DATA EXTRACT:
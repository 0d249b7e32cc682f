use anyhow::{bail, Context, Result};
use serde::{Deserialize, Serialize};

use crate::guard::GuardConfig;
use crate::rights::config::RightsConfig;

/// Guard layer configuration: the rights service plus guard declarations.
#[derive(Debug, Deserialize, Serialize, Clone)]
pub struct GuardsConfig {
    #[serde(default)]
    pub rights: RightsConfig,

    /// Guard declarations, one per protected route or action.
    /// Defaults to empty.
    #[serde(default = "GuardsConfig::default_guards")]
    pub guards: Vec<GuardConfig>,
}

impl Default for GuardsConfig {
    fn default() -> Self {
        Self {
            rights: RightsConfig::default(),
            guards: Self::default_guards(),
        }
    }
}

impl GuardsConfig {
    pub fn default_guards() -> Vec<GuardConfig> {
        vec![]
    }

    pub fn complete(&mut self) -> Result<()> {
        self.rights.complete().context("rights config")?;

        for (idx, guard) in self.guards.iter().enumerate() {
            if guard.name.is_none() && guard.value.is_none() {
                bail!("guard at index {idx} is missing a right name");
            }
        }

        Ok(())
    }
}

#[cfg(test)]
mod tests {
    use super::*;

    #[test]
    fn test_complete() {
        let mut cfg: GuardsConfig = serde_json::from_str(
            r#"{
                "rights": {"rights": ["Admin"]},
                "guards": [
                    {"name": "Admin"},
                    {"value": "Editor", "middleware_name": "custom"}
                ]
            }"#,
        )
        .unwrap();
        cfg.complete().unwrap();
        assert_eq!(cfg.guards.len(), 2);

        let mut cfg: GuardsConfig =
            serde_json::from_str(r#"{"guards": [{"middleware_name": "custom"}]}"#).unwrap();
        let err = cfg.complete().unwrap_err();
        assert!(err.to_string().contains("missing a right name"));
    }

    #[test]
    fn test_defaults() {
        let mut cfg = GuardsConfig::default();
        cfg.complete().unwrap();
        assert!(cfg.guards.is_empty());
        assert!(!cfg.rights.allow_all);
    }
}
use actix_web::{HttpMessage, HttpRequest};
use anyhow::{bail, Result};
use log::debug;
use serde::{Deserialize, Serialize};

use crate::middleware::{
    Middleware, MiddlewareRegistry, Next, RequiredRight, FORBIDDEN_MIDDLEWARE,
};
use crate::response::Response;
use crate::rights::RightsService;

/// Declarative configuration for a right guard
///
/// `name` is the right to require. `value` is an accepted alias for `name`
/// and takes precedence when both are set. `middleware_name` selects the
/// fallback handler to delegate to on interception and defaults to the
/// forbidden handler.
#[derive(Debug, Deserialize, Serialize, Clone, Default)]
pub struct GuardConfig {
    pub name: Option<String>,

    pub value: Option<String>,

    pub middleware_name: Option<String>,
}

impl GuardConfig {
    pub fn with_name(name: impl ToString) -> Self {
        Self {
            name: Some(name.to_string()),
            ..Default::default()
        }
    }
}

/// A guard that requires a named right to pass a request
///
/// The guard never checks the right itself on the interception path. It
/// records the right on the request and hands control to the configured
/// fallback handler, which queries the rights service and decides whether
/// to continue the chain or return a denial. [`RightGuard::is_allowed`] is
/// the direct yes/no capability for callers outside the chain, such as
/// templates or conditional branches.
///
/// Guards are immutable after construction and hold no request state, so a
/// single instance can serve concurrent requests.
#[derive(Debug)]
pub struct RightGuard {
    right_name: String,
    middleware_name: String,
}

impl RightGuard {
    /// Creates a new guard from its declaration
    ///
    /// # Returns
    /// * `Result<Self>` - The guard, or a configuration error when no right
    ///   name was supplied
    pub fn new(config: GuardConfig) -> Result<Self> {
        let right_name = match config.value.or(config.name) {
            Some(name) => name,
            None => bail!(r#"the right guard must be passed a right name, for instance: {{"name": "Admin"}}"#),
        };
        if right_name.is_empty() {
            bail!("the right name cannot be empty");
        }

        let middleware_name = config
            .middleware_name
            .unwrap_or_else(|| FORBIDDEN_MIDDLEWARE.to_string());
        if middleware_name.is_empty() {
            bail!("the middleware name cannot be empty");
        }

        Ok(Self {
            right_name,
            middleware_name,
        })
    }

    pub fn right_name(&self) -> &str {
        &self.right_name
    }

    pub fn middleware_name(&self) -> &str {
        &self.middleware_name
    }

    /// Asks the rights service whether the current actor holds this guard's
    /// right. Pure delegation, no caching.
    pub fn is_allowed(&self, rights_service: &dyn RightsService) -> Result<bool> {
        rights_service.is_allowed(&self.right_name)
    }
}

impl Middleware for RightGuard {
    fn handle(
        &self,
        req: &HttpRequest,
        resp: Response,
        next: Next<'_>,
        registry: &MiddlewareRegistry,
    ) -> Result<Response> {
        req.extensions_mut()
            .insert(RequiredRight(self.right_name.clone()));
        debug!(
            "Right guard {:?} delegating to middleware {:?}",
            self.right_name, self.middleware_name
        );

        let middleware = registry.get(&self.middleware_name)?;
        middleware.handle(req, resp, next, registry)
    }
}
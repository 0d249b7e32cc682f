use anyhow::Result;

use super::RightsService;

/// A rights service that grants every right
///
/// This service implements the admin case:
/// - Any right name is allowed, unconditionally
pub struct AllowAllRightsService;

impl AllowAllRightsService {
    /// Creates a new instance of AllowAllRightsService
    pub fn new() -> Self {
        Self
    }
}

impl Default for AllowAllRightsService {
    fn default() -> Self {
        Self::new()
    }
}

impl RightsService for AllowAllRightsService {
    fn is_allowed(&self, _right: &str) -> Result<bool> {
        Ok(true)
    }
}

AIM OF THE TASK: Your answer should be one number: how many lines of the records hold "HttpRequest".

RESPONSE: 2